[Collected data entries]
=-=-=-=-=

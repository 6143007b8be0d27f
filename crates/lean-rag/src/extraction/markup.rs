//! Markdown and HTML converters

#[cfg(any(feature = "markdown", feature = "html"))]
use crate::error::Result;

#[cfg(any(feature = "markdown", feature = "html"))]
use super::{decode_text, Converter, Extracted};

/// Collapse runs of blank lines and trim trailing whitespace per line
#[cfg(any(feature = "markdown", test))]
fn tidy_lines(raw: &str) -> String {
    let mut out = Vec::new();
    let mut blank_run = 0;
    for line in raw.lines().map(str::trim_end) {
        if line.is_empty() {
            blank_run += 1;
            if blank_run > 1 {
                continue;
            }
        } else {
            blank_run = 0;
        }
        out.push(line);
    }
    out.join("\n").trim().to_string()
}

/// Markdown rendered to plain text: markup dropped, block structure kept as lines
#[cfg(feature = "markdown")]
#[derive(Debug, Clone, Default)]
pub struct MarkdownConverter;

#[cfg(feature = "markdown")]
impl MarkdownConverter {
    /// Render markdown source to plain text
    pub fn render(source: &str) -> String {
        use pulldown_cmark::{Event, Options, Parser, TagEnd};

        let mut text = String::with_capacity(source.len());
        for event in Parser::new_ext(source, Options::ENABLE_TABLES) {
            match event {
                Event::Text(t) | Event::Code(t) => text.push_str(&t),
                Event::SoftBreak | Event::HardBreak | Event::Rule => text.push('\n'),
                Event::End(TagEnd::TableCell) => text.push('\t'),
                Event::End(
                    TagEnd::Paragraph
                    | TagEnd::Heading(_)
                    | TagEnd::Item
                    | TagEnd::CodeBlock
                    | TagEnd::TableHead
                    | TagEnd::TableRow,
                ) => text.push('\n'),
                _ => {}
            }
        }
        tidy_lines(&text)
    }
}

#[cfg(feature = "markdown")]
impl Converter for MarkdownConverter {
    fn name(&self) -> &str {
        "MD"
    }

    fn extensions(&self) -> &[&'static str] {
        &["md", "markdown"]
    }

    fn convert(&self, data: &[u8]) -> Result<Extracted> {
        let decoded = decode_text(data);
        Ok(Extracted {
            text: Self::render(&decoded.text),
            warnings: decoded.warnings,
        })
    }
}

/// HTML visible text, one text node per line; script and style content dropped
#[cfg(feature = "html")]
#[derive(Debug, Clone, Default)]
pub struct HtmlConverter;

#[cfg(feature = "html")]
impl HtmlConverter {
    const HIDDEN: [&'static str; 3] = ["script", "style", "noscript"];

    /// Extract visible text from an HTML document
    pub fn render(html: &str) -> String {
        let document = scraper::Html::parse_document(html);

        document
            .root_element()
            .descendants()
            .filter_map(|node| {
                let text = node.value().as_text()?;
                let hidden = node.ancestors().any(|ancestor| {
                    ancestor
                        .value()
                        .as_element()
                        .map_or(false, |el| Self::HIDDEN.contains(&el.name()))
                });
                let trimmed = text.trim();
                (!hidden && !trimmed.is_empty()).then(|| trimmed.to_string())
            })
            .collect::<Vec<_>>()
            .join("\n")
    }
}

#[cfg(feature = "html")]
impl Converter for HtmlConverter {
    fn name(&self) -> &str {
        "HTML"
    }

    fn extensions(&self) -> &[&'static str] {
        &["html", "htm"]
    }

    fn convert(&self, data: &[u8]) -> Result<Extracted> {
        let decoded = decode_text(data);
        Ok(Extracted {
            text: Self::render(&decoded.text),
            warnings: decoded.warnings,
        })
    }
}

=-=-=-=-=

→ **YOUR TASK**
Word for word, repeat each entry shown above.

→ **OUTPUT FOR THIS TASK**
repository 6143007b8be0d27f
filename crates/lean-rag/src/extraction/markup.rs
//! Markdown and HTML converters

#[cfg(any(feature = "markdown", feature = "html"))]
use crate::error::Result;

#[cfg(any(feature = "markdown", feature = "html"))]
use super::{decode_text, Converter, Extracted};

/// Collapse runs of blank lines and trim trailing whitespace per line
#[cfg(any(feature = "markdown", test))]
fn tidy_lines(raw: &str) -> String {
    let mut out = Vec::new();
    let mut blank_run = 0;
    for line in raw.lines().map(str::trim_end) {
        if line.is_empty() {
            blank_run += 1;
            if blank_run > 1 {
                continue;
            }
        } else {
            blank_run = 0;
        }
        out.push(line);
    }
    out.join("\n").trim().to_string()
}

/// Markdown rendered to plain text: markup dropped, block structure kept as lines
#[cfg(feature = "markdown")]
#[derive(Debug, Clone, Default)]
pub struct MarkdownConverter;

#[cfg(feature = "markdown")]
impl MarkdownConverter {
    /// Render markdown source to plain text
    pub fn render(source: &str) -> String {
        use pulldown_cmark::{Event, Options, Parser, TagEnd};

        let mut text = String::with_capacity(source.len());
        for event in Parser::new_ext(source, Options::ENABLE_TABLES) {
            match event {
                Event::Text(t) | Event::Code(t) => text.push_str(&t),
                Event::SoftBreak | Event::HardBreak | Event::Rule => text.push('\n'),
                Event::End(TagEnd::TableCell) => text.push('\t'),
                Event::End(
                    TagEnd::Paragraph
                    | TagEnd::Heading(_)
                    | TagEnd::Item
                    | TagEnd::CodeBlock
                    | TagEnd::TableHead
                    | TagEnd::TableRow,
                ) => text.push('\n'),
                _ => {}
            }
        }
        tidy_lines(&text)
    }
}

#[cfg(feature = "markdown")]
impl Converter for MarkdownConverter {
    fn name(&self) -> &str {
        "MD"
    }

    fn extensions(&self) -> &[&'static str] {
        &["md", "markdown"]
    }

    fn convert(&self, data: &[u8]) -> Result<Extracted> {
        let decoded = decode_text(data);
        Ok(Extracted {
            text: Self::render(&decoded.text),
            warnings: decoded.warnings,
        })
    }
}

/// HTML visible text, one text node per line; script and style content dropped
#[cfg(feature = "html")]
#[derive(Debug, Clone, Default)]
pub struct HtmlConverter;

#[cfg(feature = "html")]
impl HtmlConverter {
    const HIDDEN: [&'static str; 3] = ["script", "style", "noscript"];

    /// Extract visible text from an HTML document
    pub fn render(html: &str) -> String {
        let document = scraper::Html::parse_document(html);

        document
            .root_element()
            .descendants()
            .filter_map(|node| {
                let text = node.value().as_text()?;
                let hidden = node.ancestors().any(|ancestor| {
                    ancestor
                        .value()
                        .as_element()
                        .map_or(false, |el| Self::HIDDEN.contains(&el.name()))
                });
                let trimmed = text.trim();
                (!hidden && !trimmed.is_empty()).then(|| trimmed.to_string())
            })
            .collect::<Vec<_>>()
            .join("\n")
    }
}

#[cfg(feature = "html")]
impl Converter for HtmlConverter {
    fn name(&self) -> &str {
        "HTML"
    }

    fn extensions(&self) -> &[&'static str] {
        &["html", "htm"]
    }

    fn convert(&self, data: &[u8]) -> Result<Extracted> {
        let decoded = decode_text(data);
        Ok(Extracted {
            text: Self::render(&decoded.text),
            warnings: decoded.warnings,
        })
    }
}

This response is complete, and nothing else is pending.